Medicaid expansion under the Affordable Care Act (ACA) brought in a decrease in cancer mortality rates that translated into 785 fewer cancer deaths in states with expansion in place in 2017, according to study results to be presented at the annual meeting of American Society of Clinical Oncology (ASCO), which is now scheduled to be held virtually May 29-31 instead of in Chicago.

The difference in cancer mortality rates between expansion and nonexpansion states was especially notable among Hispanics, according to investigators led by Anna Lee, MD, MPH, of the Memorial Sloan Kettering Cancer Center in New York City. Lee said the result for Hispanics might be explained by high uninsurance rates and the large coverage increases from Medicaid expansion.

The overall cancer mortality benefit in the expansion states compared with nonexpansion states was 0.5 fewer deaths per 100,000 people after statistical adjustments for age, according to Lee and her colleagues. Among Hispanics, the cancer mortality benefit in the expansion states was 2.1 fewer deaths per 100,000. Those results did not reach the conventional standard for statistical significance, but senior author Fumiko Chino said that was most conservative way to compute the effect of Medicaid expansion. (When the before-and-after comparisons were confined to the expansion states, the results did reach statistical significance for the overall comparison and for whites and Hispanics.)

The 2012 Supreme Court decision that made Medicaid expansion under the ACA a state-by-state decision has created a natural experiment in what the effects of Medicaid coverage have on health outcomes, and a number of studies have looked more specifically at the effects on cancer and cancer care. In a slide presentation of her findings, Lee said noted that cancer is seen “health care amenable” condition with access to health care likely to have an influence on outcomes. Lee and her colleagues say theirs is the first study to directly measure the cancer mortality benefit of ACA Medicaid expansion.

The researchers compared the 27 states and Washington, DC, that had expanded Medicaid as of January 1, 2015, to the 23 states that had not.
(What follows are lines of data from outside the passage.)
use crate::db::models::AuditFields;
use crate::types::{Actor, RegionId, StateId};
use sqlx::FromRow;

/// Database request for creating a state by hand
#[derive(Debug, Clone)]
pub struct StateCreateDBRequest {
    pub id: StateId,
    pub region_id: Option<RegionId>,
    pub abbreviation: String,
    pub name: String,
    pub description: String,
    pub mesh_url: String,
    pub created_by: Actor,
}

/// Insert-or-refresh a state from an upstream payload. The region must already exist.
#[derive(Debug, Clone, PartialEq)]
pub struct StateUpsertDBRequest {
    pub id: StateId,
    pub abbreviation: String,
    pub name: String,
    pub region_id: Option<RegionId>,
    pub actor: Actor,
}

/// Database request for updating a state
#[derive(Debug, Clone, Default)]
pub struct StateUpdateDBRequest {
    pub region_id: Option<RegionId>,
    pub abbreviation: Option<String>,
    pub name: Option<String>,
    pub description: Option<String>,
    pub mesh_url: Option<String>,
    pub is_active: Option<bool>,
    pub updated_by: Actor,
}

/// Database response for a state
#[derive(Debug, Clone, FromRow)]
pub struct StateDBResponse {
    pub id: StateId,
    pub region_id: Option<RegionId>,
    pub abbreviation: String,
    pub name: String,
    pub description: String,
    pub mesh_url: String,
    pub flag_path: Option<String>,
    pub coat_of_arms_path: Option<String>,
    #[sqlx(flatten)]
    pub audit: AuditFields,
}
The time period comparison was between 2011-2013, the “before” in the before-and-after comparison, and 2015-2017, the “after.”
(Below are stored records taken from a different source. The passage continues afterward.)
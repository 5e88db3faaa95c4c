//! Common type definitions.
//!
//! # ID Types
//!
//! Locality entities are keyed by their IBGE codes, so their IDs are plain integers that match the
//! upstream service. Reference entities use database-generated serial IDs, except genders which are
//! keyed by their abbreviation.
//!
//! - [`RegionId`], [`StateId`], [`MunicipalityId`]: IBGE codes
//! - [`ColorId`], [`PhoneTypeId`], [`AddressTypeId`], [`AddressId`], [`PhoneId`]: serial IDs
//! - [`GenderId`]: abbreviation (up to three characters)

use serde::{Deserialize, Serialize};
use std::fmt;
use utoipa::ToSchema;

// Type aliases for IDs
pub type RegionId = i32;
pub type StateId = i32;
pub type MunicipalityId = i32;
pub type ColorId = i32;
pub type GenderId = String;
pub type PhoneTypeId = i32;
pub type AddressTypeId = i32;
pub type AddressId = i32;
pub type PhoneId = i32;

/// Who performed a write, as reported by the trusted proxy header. `None` for system operations.
pub type Actor = Option<String>;

/// The three levels of the locality hierarchy, in parent-first order.
#[derive(Debug, Clone, Copy, PartialEq, Eq, Hash, Serialize, Deserialize, ToSchema)]
#[serde(rename_all = "snake_case")]
pub enum Level {
    Regions,
    States,
    Municipalities,
}

impl Level {
    /// Path segment of this level in the IBGE locality API
    pub fn segment(self) -> &'static str {
        match self {
            Level::Regions => "regioes",
            Level::States => "estados",
            Level::Municipalities => "municipios",
        }
    }
}

impl fmt::Display for Level {
    fn fmt(&self, f: &mut fmt::Formatter<'_>) -> fmt::Result {
        match self {
            Level::Regions => write!(f, "regions"),
            Level::States => write!(f, "states"),
            Level::Municipalities => write!(f, "municipalities"),
        }
    }
}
In the expansion states, the cancer mortality rate fell by 1.1 death per 100,000 between those 2 time periods. In the nonexpansion states it fell by just 0.6 per 100,000. Based on that difference and other calculations, the researchers estimated that if all states expanded Medicaid, 589 cancer deaths would have been prevented.
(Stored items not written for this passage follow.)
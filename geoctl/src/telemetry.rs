//! Tracing setup: console output always, OTLP span export when `enable_otel_export` is set.
//!
//! The exporter reads the standard OpenTelemetry variables:
//!
//! - `OTEL_EXPORTER_OTLP_ENDPOINT` (default `http://localhost:4318`)
//! - `OTEL_EXPORTER_OTLP_PROTOCOL`: `http/protobuf` (default) or `http/json`
//! - `OTEL_EXPORTER_OTLP_HEADERS`: comma-separated `key=value` pairs, `%20` decoded to a space
//! - `OTEL_SERVICE_NAME` (default `geoctl`)
//!
//! Log filtering follows `RUST_LOG`, defaulting to `info`.

use opentelemetry::KeyValue;
use opentelemetry::trace::TracerProvider as _;
use opentelemetry_otlp::{Protocol, WithExportConfig, WithHttpConfig};
use opentelemetry_sdk::trace::{SdkTracerProvider, Tracer};
use std::collections::HashMap;
use std::sync::OnceLock;
use tracing::info;
use tracing_subscriber::EnvFilter;
use tracing_subscriber::layer::SubscriberExt;
use tracing_subscriber::util::SubscriberInitExt;

const DEFAULT_SERVICE_NAME: &str = "geoctl";
const DEFAULT_OTLP_ENDPOINT: &str = "http://localhost:4318";

/// Kept so pending spans can be flushed on shutdown; the tracing layer only holds a `Tracer`.
static TRACER_PROVIDER: OnceLock<SdkTracerProvider> = OnceLock::new();

/// Install the global subscriber. Falls back to console-only output if the exporter cannot be built.
pub fn init_telemetry(enable_otel_export: bool) -> anyhow::Result<()> {
    let env_filter = EnvFilter::try_from_default_env().unwrap_or_else(|_| EnvFilter::new("info"));
    let registry = tracing_subscriber::registry()
        .with(env_filter)
        .with(tracing_subscriber::fmt::layer());

    if !enable_otel_export {
        registry.try_init()?;
        info!("Telemetry initialized (OTLP export disabled)");
        return Ok(());
    }

    match create_otlp_tracer() {
        Ok(tracer) => {
            registry.with(tracing_opentelemetry::layer().with_tracer(tracer)).try_init()?;
            info!("Telemetry initialized with OTLP export enabled");
        }
        Err(e) => {
            registry.try_init()?;
            info!("Telemetry initialized without OTLP export: {}", e);
        }
    }

    Ok(())
}

/// Parse `OTEL_EXPORTER_OTLP_HEADERS`. Pairs without `=` are dropped.
fn parse_otlp_headers(raw: &str) -> HashMap<String, String> {
    raw.replace("%20", " ")
        .split(',')
        .filter_map(|pair| pair.split_once('='))
        .map(|(key, value)| (key.trim().to_string(), value.trim().to_string()))
        .filter(|(key, _)| !key.is_empty())
        .collect()
}

fn otlp_protocol(raw: Option<&str>) -> Protocol {
    match raw {
        Some("http/json") => Protocol::HttpJson,
        _ => Protocol::HttpBinary,
    }
}

fn create_otlp_tracer() -> anyhow::Result<Tracer> {
    let service_name = std::env::var("OTEL_SERVICE_NAME").unwrap_or_else(|_| DEFAULT_SERVICE_NAME.to_string());
    let endpoint = std::env::var("OTEL_EXPORTER_OTLP_ENDPOINT").unwrap_or_else(|_| DEFAULT_OTLP_ENDPOINT.to_string());
    let headers = std::env::var("OTEL_EXPORTER_OTLP_HEADERS")
        .map(|raw| parse_otlp_headers(&raw))
        .unwrap_or_default();
    let protocol = otlp_protocol(std::env::var("OTEL_EXPORTER_OTLP_PROTOCOL").ok().as_deref());

    // The subscriber is not installed yet, so report on stderr
    eprintln!(
        "[OTLP] service={} endpoint={} headers={}",
        service_name,
        endpoint,
        headers.len()
    );

    let exporter = opentelemetry_otlp::SpanExporter::builder()
        .with_http()
        .with_endpoint(&endpoint)
        .with_protocol(protocol)
        .with_headers(headers)
        .build()?;

    let provider = SdkTracerProvider::builder()
        .with_batch_exporter(exporter)
        .with_resource(
            opentelemetry_sdk::Resource::builder()
                .with_attribute(KeyValue::new("service.name", service_name.clone()))
                .build(),
        )
        .build();

    let tracer = provider.tracer(service_name);
    let _ = TRACER_PROVIDER.set(provider);

    Ok(tracer)
}

/// Flush and stop the exporter, if one was started.
pub fn shutdown_telemetry() {
    if let Some(provider) = TRACER_PROVIDER.get()
        && let Err(e) = provider.shutdown()
    {
        tracing::error!("Failed to shutdown tracer provider: {}", e);
    }
}

#[cfg(test)]
mod tests {
    use super::*;

    #[test]
    fn test_parse_otlp_headers() {
        let headers = parse_otlp_headers("Authorization=Basic%20abc, x-tenant = geo ,broken");
        assert_eq!(headers.len(), 2);
        assert_eq!(headers["Authorization"], "Basic abc");
        assert_eq!(headers["x-tenant"], "geo");
    }

    #[test]
    fn test_otlp_protocol_defaults_to_binary() {
        assert!(matches!(otlp_protocol(None), Protocol::HttpBinary));
        assert!(matches!(otlp_protocol(Some("grpc")), Protocol::HttpBinary));
        assert!(matches!(otlp_protocol(Some("http/json")), Protocol::HttpJson));
    }
}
When they looked at subgroups, they found that Medicaid expansion did not produce a cancer mortality benefit among African Americans. Lee said one explanation was that cancer mortality rates among this group were already falling at faster rate.

The backdrop for this study is an overall decline in the age-adjusted cancer mortality rate over the past couple of decades. Lee and her colleagues noted that the overall age-adjusted in the United States fell from 66.9 per 100,000 in 1999 to 48.8 in 2017.

The abstract for this study was 1 of 5 presented as part of premeeting “presscast” for the annual ASCO meeting.

Reference

Lee A, Shan K, Chino J, Chino F. Changes in cancer mortality rates after the adoption of the Affordable Care Act. Presented at the annual meeting of the American Society of Clinical Oncology, virtual, May 29-31. Abstract 2003.